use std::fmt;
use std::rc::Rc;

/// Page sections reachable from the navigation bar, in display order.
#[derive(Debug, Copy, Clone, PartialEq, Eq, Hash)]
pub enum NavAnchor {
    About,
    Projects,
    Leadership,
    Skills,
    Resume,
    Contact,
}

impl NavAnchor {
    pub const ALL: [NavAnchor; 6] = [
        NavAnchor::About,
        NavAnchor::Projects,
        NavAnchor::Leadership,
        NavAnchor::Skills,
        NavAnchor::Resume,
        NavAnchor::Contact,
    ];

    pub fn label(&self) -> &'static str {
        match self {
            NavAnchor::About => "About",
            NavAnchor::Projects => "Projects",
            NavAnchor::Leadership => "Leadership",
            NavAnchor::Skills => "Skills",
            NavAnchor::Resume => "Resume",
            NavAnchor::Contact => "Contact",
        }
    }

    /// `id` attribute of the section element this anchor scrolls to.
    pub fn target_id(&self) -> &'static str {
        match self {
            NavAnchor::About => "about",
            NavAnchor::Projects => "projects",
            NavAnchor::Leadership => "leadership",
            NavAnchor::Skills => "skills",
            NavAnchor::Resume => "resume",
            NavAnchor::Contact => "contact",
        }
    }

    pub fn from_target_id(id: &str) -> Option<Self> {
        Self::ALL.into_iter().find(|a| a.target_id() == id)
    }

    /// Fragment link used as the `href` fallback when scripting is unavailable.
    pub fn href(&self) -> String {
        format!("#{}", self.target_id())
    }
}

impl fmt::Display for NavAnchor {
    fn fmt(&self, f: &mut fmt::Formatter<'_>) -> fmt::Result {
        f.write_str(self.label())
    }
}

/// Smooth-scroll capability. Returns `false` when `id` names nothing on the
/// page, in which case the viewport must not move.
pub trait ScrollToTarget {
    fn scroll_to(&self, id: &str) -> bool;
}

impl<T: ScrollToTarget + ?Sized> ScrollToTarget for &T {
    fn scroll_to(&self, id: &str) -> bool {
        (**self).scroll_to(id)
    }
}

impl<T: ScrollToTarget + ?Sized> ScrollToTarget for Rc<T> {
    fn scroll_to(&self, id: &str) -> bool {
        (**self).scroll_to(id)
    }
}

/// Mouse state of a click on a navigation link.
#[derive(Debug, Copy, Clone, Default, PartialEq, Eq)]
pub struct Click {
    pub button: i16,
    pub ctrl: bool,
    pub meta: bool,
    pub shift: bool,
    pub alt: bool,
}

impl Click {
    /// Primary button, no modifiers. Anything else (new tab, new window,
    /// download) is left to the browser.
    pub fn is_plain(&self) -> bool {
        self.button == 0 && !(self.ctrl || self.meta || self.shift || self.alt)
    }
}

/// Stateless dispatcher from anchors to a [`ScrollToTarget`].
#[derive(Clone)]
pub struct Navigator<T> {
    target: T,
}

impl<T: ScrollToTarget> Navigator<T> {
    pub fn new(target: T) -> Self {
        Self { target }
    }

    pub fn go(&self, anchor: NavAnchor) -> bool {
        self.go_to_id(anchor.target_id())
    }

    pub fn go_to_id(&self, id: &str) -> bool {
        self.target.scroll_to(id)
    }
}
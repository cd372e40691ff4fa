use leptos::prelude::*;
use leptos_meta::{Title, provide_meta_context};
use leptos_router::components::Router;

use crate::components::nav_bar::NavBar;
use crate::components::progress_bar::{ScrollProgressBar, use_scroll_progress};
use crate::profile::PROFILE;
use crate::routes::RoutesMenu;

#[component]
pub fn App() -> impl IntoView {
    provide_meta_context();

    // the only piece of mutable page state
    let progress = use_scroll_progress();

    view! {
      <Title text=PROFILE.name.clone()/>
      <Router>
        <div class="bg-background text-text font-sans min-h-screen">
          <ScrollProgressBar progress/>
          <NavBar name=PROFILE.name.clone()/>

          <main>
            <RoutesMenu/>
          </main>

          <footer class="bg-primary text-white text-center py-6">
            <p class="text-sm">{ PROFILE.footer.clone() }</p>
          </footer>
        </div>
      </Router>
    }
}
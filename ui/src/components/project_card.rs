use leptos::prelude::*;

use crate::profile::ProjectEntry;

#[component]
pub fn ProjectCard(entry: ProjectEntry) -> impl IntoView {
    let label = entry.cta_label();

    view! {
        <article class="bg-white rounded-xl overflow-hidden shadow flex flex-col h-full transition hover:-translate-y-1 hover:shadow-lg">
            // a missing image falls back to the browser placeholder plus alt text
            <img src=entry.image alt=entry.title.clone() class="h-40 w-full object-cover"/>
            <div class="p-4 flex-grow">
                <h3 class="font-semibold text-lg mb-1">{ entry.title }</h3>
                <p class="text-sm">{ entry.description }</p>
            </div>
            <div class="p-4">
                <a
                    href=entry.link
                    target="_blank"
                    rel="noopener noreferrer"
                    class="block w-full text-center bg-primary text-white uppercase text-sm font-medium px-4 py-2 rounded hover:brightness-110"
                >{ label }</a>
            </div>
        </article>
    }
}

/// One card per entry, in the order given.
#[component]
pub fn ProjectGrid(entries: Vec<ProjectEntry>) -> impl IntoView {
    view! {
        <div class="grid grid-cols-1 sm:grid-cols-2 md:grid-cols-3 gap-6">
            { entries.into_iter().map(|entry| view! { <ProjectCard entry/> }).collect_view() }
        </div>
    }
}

==

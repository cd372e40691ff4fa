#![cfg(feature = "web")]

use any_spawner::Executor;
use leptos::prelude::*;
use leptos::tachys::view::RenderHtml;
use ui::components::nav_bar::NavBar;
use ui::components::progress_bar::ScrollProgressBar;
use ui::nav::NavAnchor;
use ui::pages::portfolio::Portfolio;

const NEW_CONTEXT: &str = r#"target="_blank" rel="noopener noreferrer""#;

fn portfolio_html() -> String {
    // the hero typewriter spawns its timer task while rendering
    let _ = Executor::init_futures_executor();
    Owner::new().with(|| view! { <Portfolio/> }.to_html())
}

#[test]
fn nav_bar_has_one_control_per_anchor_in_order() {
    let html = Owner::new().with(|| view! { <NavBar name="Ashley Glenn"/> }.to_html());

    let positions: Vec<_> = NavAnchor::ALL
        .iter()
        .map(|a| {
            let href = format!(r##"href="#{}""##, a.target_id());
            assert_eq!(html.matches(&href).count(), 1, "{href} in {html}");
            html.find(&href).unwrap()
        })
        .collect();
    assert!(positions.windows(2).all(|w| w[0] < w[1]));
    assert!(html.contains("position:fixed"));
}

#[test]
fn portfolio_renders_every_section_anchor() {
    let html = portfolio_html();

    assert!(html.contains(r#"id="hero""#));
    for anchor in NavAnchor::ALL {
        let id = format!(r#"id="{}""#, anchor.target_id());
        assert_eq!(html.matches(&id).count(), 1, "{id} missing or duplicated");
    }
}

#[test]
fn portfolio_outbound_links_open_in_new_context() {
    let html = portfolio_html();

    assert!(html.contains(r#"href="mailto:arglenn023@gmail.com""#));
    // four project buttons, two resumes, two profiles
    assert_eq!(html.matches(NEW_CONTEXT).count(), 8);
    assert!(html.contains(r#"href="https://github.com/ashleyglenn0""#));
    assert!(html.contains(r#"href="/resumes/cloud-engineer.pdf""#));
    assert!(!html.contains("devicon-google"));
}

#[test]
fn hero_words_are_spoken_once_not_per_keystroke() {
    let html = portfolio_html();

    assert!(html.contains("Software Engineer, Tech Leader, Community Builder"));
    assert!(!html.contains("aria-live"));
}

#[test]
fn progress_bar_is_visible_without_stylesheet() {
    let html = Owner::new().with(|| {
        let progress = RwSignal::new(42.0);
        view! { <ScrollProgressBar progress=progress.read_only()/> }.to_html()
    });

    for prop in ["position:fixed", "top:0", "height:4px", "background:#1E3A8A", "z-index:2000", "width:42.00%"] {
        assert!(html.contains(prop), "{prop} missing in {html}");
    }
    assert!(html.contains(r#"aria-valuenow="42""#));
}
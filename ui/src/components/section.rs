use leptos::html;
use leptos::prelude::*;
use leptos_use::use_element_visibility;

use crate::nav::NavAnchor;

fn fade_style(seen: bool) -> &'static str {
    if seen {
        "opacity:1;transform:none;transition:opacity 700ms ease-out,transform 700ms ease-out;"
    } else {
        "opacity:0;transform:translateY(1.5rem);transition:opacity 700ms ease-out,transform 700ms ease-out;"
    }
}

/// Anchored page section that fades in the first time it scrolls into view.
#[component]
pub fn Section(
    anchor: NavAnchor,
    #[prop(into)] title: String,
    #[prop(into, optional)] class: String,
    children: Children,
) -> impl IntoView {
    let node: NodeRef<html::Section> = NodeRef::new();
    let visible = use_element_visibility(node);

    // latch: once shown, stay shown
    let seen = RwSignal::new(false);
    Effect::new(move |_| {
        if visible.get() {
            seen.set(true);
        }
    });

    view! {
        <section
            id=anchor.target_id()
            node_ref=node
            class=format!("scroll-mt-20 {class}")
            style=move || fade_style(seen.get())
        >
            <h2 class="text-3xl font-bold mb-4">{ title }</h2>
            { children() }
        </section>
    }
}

▶ ASSIGNED TASK
Counting the lines of the material that hold the string "fixed", state the total and nothing besides.

▶ FINAL ANSWER
2